New York, New York 10022-4834

(212) 906-1200


Larry W. Sonsini

Martin W. Korman

Wilson Sonsini Goodrich & Rosati

Professional Corporation

650 Page Mill Road

Palo Alto, California 94304

(650) 493-9300


¨ Check the box if the filing relates solely to preliminary communications made before the commencement of a tender offer.

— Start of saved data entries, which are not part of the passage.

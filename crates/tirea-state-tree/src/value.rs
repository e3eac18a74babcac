//! The value model of the state tree.
//!
//! Scalars are plain data. Arrays and objects are shared, reference-counted
//! containers: cloning a [`Value`] clones a handle, not the contents. This is
//! what makes copy-on-write cheap and what gives containers an identity that
//! change detection can rely on ([`Value::same`]).
//!
//! Containers have interior mutability so that
//! [`StoreNode::mutate_using`](crate::StoreNode::mutate_using) can edit a
//! value in place. Everywhere else the tree is treated as immutable: writes
//! build new containers along the written path and reuse everything else.

use serde::ser::{SerializeMap, SerializeSeq};
use serde::{Serialize, Serializer};
use serde_json::Number;
use std::cell::{Ref, RefCell, RefMut};
use std::collections::BTreeMap;
use std::fmt;
use std::rc::Rc;

use crate::Seg;

/// Key/value storage of an [`Object`].
pub type Map = BTreeMap<String, Value>;

/// A node of the state tree.
#[derive(Clone, Default)]
pub enum Value {
    /// Absent. Reading through a missing key or container yields this.
    #[default]
    Undefined,
    Null,
    Bool(bool),
    Number(Number),
    String(Rc<str>),
    Array(Array),
    Object(Object),
}

/// Shared, identity-carrying array container.
#[derive(Clone, Default)]
pub struct Array(Rc<RefCell<Vec<Value>>>);

/// Shared, identity-carrying object container.
#[derive(Clone, Default)]
pub struct Object(Rc<RefCell<Map>>);

impl Array {
    pub fn new(items: Vec<Value>) -> Self {
        Self(Rc::new(RefCell::new(items)))
    }

    pub fn borrow(&self) -> Ref<'_, Vec<Value>> {
        self.0.borrow()
    }

    /// Mutable access to the elements, bypassing copy-on-write.
    pub fn borrow_mut(&self) -> RefMut<'_, Vec<Value>> {
        self.0.borrow_mut()
    }

    /// Append an element in place.
    pub fn push(&self, value: impl Into<Value>) {
        self.0.borrow_mut().push(value.into());
    }

    pub fn get(&self, index: usize) -> Value {
        self.0.borrow().get(index).cloned().unwrap_or_default()
    }

    pub fn len(&self) -> usize {
        self.0.borrow().len()
    }

    pub fn is_empty(&self) -> bool {
        self.0.borrow().is_empty()
    }

    /// Whether both handles point at the same container.
    pub fn ptr_eq(&self, other: &Array) -> bool {
        Rc::ptr_eq(&self.0, &other.0)
    }

    /// A new container holding the same element handles.
    pub fn shallow_copy(&self) -> Self {
        Self::new(self.0.borrow().clone())
    }
}

impl Object {
    pub fn new(entries: Map) -> Self {
        Self(Rc::new(RefCell::new(entries)))
    }

    pub fn borrow(&self) -> Ref<'_, Map> {
        self.0.borrow()
    }

    /// Mutable access to the entries, bypassing copy-on-write.
    pub fn borrow_mut(&self) -> RefMut<'_, Map> {
        self.0.borrow_mut()
    }

    /// Insert an entry in place.
    pub fn insert(&self, key: impl Into<String>, value: impl Into<Value>) {
        self.0.borrow_mut().insert(key.into(), value.into());
    }

    pub fn get(&self, key: &str) -> Value {
        self.0.borrow().get(key).cloned().unwrap_or_default()
    }

    pub fn contains_key(&self, key: &str) -> bool {
        self.0.borrow().contains_key(key)
    }

    pub fn keys(&self) -> Vec<String> {
        self.0.borrow().keys().cloned().collect()
    }

    pub fn len(&self) -> usize {
        self.0.borrow().len()
    }

    pub fn is_empty(&self) -> bool {
        self.0.borrow().is_empty()
    }

    /// Whether both handles point at the same container.
    pub fn ptr_eq(&self, other: &Object) -> bool {
        Rc::ptr_eq(&self.0, &other.0)
    }

    /// A new container holding the same entry handles.
    pub fn shallow_copy(&self) -> Self {
        Self::new(self.0.borrow().clone())
    }
}

impl Value {
    /// Build an object value from key/value pairs.
    pub fn object<K, V>(entries: impl IntoIterator<Item = (K, V)>) -> Self
    where
        K: Into<String>,
        V: Into<Value>,
    {
        Value::Object(Object::new(
            entries
                .into_iter()
                .map(|(k, v)| (k.into(), v.into()))
                .collect(),
        ))
    }

    /// Build an array value.
    pub fn array<V: Into<Value>>(items: impl IntoIterator<Item = V>) -> Self {
        Value::Array(Array::new(items.into_iter().map(Into::into).collect()))
    }

    /// Identity comparison.
    ///
    /// Containers are the same only when they are the same allocation;
    /// scalars compare by value. Two `Undefined` (or two `Null`) are the same.
    pub fn same(&self, other: &Value) -> bool {
        match (self, other) {
            (Value::Undefined, Value::Undefined) | (Value::Null, Value::Null) => true,
            (Value::Bool(a), Value::Bool(b)) => a == b,
            (Value::Number(a), Value::Number(b)) => numbers_equal(a, b),
            (Value::String(a), Value::String(b)) => a == b,
            (Value::Array(a), Value::Array(b)) => a.ptr_eq(b),
            (Value::Object(a), Value::Object(b)) => a.ptr_eq(b),
            _ => false,
        }
    }

    /// One-level comparison of two objects: same key set, and every entry
    /// [`same`](Value::same). Non-objects fall back to `same`.
    pub fn shallow_equal(&self, other: &Value) -> bool {
        match (self, other) {
            (Value::Object(a), Value::Object(b)) => {
                if a.ptr_eq(b) {
                    return true;
                }
                let (a, b) = (a.borrow(), b.borrow());
                a.len() == b.len()
                    && a.iter()
                        .all(|(k, v)| b.get(k).is_some_and(|other| v.same(other)))
            }
            _ => self.same(other),
        }
    }

    /// Read one level down. Missing keys and non-containers yield `Undefined`.
    pub fn child(&self, seg: &Seg) -> Value {
        match self {
            Value::Object(obj) => match seg {
                Seg::Key(k) => obj.get(k),
                Seg::Index(i) => obj.get(&i.to_string()),
            },
            Value::Array(arr) => seg.as_index().map(|i| arr.get(i)).unwrap_or_default(),
            _ => Value::Undefined,
        }
    }

    #[inline]
    pub fn is_undefined(&self) -> bool {
        matches!(self, Value::Undefined)
    }

    /// `Undefined` or `Null`.
    #[inline]
    pub fn is_nullish(&self) -> bool {
        matches!(self, Value::Undefined | Value::Null)
    }

    pub fn as_array(&self) -> Option<&Array> {
        match self {
            Value::Array(arr) => Some(arr),
            _ => None,
        }
    }

    pub fn as_object(&self) -> Option<&Object> {
        match self {
            Value::Object(obj) => Some(obj),
            _ => None,
        }
    }

    pub fn as_str(&self) -> Option<&str> {
        match self {
            Value::String(s) => Some(s),
            _ => None,
        }
    }

    pub fn as_bool(&self) -> Option<bool> {
        match self {
            Value::Bool(b) => Some(*b),
            _ => None,
        }
    }

    pub fn as_i64(&self) -> Option<i64> {
        match self {
            Value::Number(n) => n.as_i64(),
            _ => None,
        }
    }

    pub fn as_f64(&self) -> Option<f64> {
        match self {
            Value::Number(n) => n.as_f64(),
            _ => None,
        }
    }

    /// Deep-copy into a `serde_json::Value`.
    ///
    /// `Undefined` becomes `null` inside arrays and at the top level, and is
    /// dropped from objects.
    pub fn to_json(&self) -> serde_json::Value {
        match self {
            Value::Undefined | Value::Null => serde_json::Value::Null,
            Value::Bool(b) => serde_json::Value::Bool(*b),
            Value::Number(n) => serde_json::Value::Number(n.clone()),
            Value::String(s) => serde_json::Value::String(s.to_string()),
            Value::Array(arr) => {
                serde_json::Value::Array(arr.borrow().iter().map(Value::to_json).collect())
            }
            Value::Object(obj) => serde_json::Value::Object(
                obj.borrow()
                    .iter()
                    .filter(|(_, v)| !v.is_undefined())
                    .map(|(k, v)| (k.clone(), v.to_json()))
                    .collect(),
            ),
        }
    }
}

fn numbers_equal(a: &Number, b: &Number) -> bool {
    if a == b {
        return true;
    }
    match (a.as_f64(), b.as_f64()) {
        (Some(x), Some(y)) => x == y,
        _ => false,
    }
}

/// Deep structural equality.
impl PartialEq for Value {
    fn eq(&self, other: &Value) -> bool {
        match (self, other) {
            (Value::Array(a), Value::Array(b)) => a.ptr_eq(b) || *a.borrow() == *b.borrow(),
            (Value::Object(a), Value::Object(b)) => a.ptr_eq(b) || *a.borrow() == *b.borrow(),
            _ => self.same(other),
        }
    }
}

impl PartialEq<serde_json::Value> for Value {
    fn eq(&self, other: &serde_json::Value) -> bool {
        *self == Value::from(other.clone())
    }
}

impl fmt::Debug for Value {
    fn fmt(&self, f: &mut fmt::Formatter<'_>) -> fmt::Result {
        match self {
            Value::Undefined => write!(f, "undefined"),
            Value::Null => write!(f, "null"),
            Value::Bool(b) => write!(f, "{}", b),
            Value::Number(n) => write!(f, "{}", n),
            Value::String(s) => write!(f, "{:?}", s),
            Value::Array(arr) => fmt::Debug::fmt(arr, f),
            Value::Object(obj) => fmt::Debug::fmt(obj, f),
        }
    }
}

impl fmt::Debug for Array {
    fn fmt(&self, f: &mut fmt::Formatter<'_>) -> fmt::Result {
        f.debug_list().entries(self.borrow().iter()).finish()
    }
}

impl fmt::Debug for Object {
    fn fmt(&self, f: &mut fmt::Formatter<'_>) -> fmt::Result {
        f.debug_map().entries(self.borrow().iter()).finish()
    }
}

impl Serialize for Value {
    fn serialize<S: Serializer>(&self, serializer: S) -> Result<S::Ok, S::Error> {
        match self {
            Value::Undefined | Value::Null => serializer.serialize_unit(),
            Value::Bool(b) => serializer.serialize_bool(*b),
            Value::Number(n) => n.serialize(serializer),
            Value::String(s) => serializer.serialize_str(s),
            Value::Array(arr) => {
                let items = arr.borrow();
                let mut seq = serializer.serialize_seq(Some(items.len()))?;
                for item in items.iter() {
                    seq.serialize_element(item)?;
                }
                seq.end()
            }
            Value::Object(obj) => {
                let entries = obj.borrow();
                let mut map = serializer.serialize_map(None)?;
                for (k, v) in entries.iter().filter(|(_, v)| !v.is_undefined()) {
                    map.serialize_entry(k, v)?;
                }
                map.end()
            }
        }
    }
}

impl From<serde_json::Value> for Value {
    fn from(v: serde_json::Value) -> Self {
        match v {
            serde_json::Value::Null => Value::Null,
            serde_json::Value::Bool(b) => Value::Bool(b),
            serde_json::Value::Number(n) => Value::Number(n),
            serde_json::Value::String(s) => Value::String(s.into()),
            serde_json::Value::Array(items) => Value::array(items),
            serde_json::Value::Object(entries) => Value::object(entries),
        }
    }
}

impl From<bool> for Value {
    fn from(b: bool) -> Self {
        Value::Bool(b)
    }
}

impl From<i32> for Value {
    fn from(n: i32) -> Self {
        Value::Number(n.into())
    }
}

impl From<i64> for Value {
    fn from(n: i64) -> Self {
        Value::Number(n.into())
    }
}

impl From<u64> for Value {
    fn from(n: u64) -> Self {
        Value::Number(n.into())
    }
}

impl From<usize> for Value {
    fn from(n: usize) -> Self {
        Value::Number((n as u64).into())
    }
}

/// Non-finite floats have no JSON representation and become `Null`.
impl From<f64> for Value {
    fn from(n: f64) -> Self {
        Number::from_f64(n).map(Value::Number).unwrap_or(Value::Null)
    }
}

impl From<&str> for Value {
    fn from(s: &str) -> Self {
        Value::String(s.into())
    }
}

impl From<String> for Value {
    fn from(s: String) -> Self {
        Value::String(s.into())
    }
}

impl From<Vec<Value>> for Value {
    fn from(items: Vec<Value>) -> Self {
        Value::Array(Array::new(items))
    }
}

impl From<Map> for Value {
    fn from(entries: Map) -> Self {
        Value::Object(Object::new(entries))
    }
}

impl From<Array> for Value {
    fn from(arr: Array) -> Self {
        Value::Array(arr)
    }
}

impl From<Object> for Value {
    fn from(obj: Object) -> Self {
        Value::Object(obj)
    }
}

impl<T: Into<Value>> From<Option<T>> for Value {
    fn from(v: Option<T>) -> Self {
        v.map(Into::into).unwrap_or(Value::Undefined)
    }
}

This Amendment No. 9 to the Solicitation/Recommendation Statement on Schedule 14D-9 (the “Schedule 14D-9”) amends and supplements the Schedule 14D-9 originally filed by Genentech, Inc., a Delaware corporation (the “Company”), with the Securities and Exchange Commission (the “SEC”) on February 23, 2009, as amended, relating to the tender offer commenced by Roche Investments USA Inc. (“Roche Investments”) pursuant to which Roche Investments has offered to purchase all the outstanding Common Stock, par value $0.02 per share (the “Shares”) of the Company not owned by Roche Holding Ltd (“Roche Holding” and together with its affiliates (excluding the Company and its subsidiaries) and Roche Investments, “Roche”), upon the terms and conditions set forth in the Offer to Purchase dated February 9, 2009 and the related Letter of Transmittal (which together with the Offer to Purchase and any amendments or supplements thereto, collectively, constitute the “Offer”) contained in the Schedule TO filed by Roche Investments with the SEC on February 9, 2009, as amended (the “Schedule TO”). Capitalized terms used but not defined herein have the meaning ascribed to them in the Schedule 14D-9.

On March 12, 2009, the Company entered into an Agreement and Plan of Merger with Roche Holdings, Inc. and Roche Investments (the “Merger Agreement”) and related Guarantee by Roche Holding Ltd for the benefit of the Company (the “Guarantee”), pursuant to which Roche agreed to increase the Offer price to $95.00 per Share (the “Revised Offer Price”) and to change certain other terms and conditions of the Offer (the “Revised Offer”) and the Special Committee agreed to recommend that the Company’s stockholders, other than Roche and its affiliates, accept the Revised Offer and tender their Shares pursuant to the Revised Offer.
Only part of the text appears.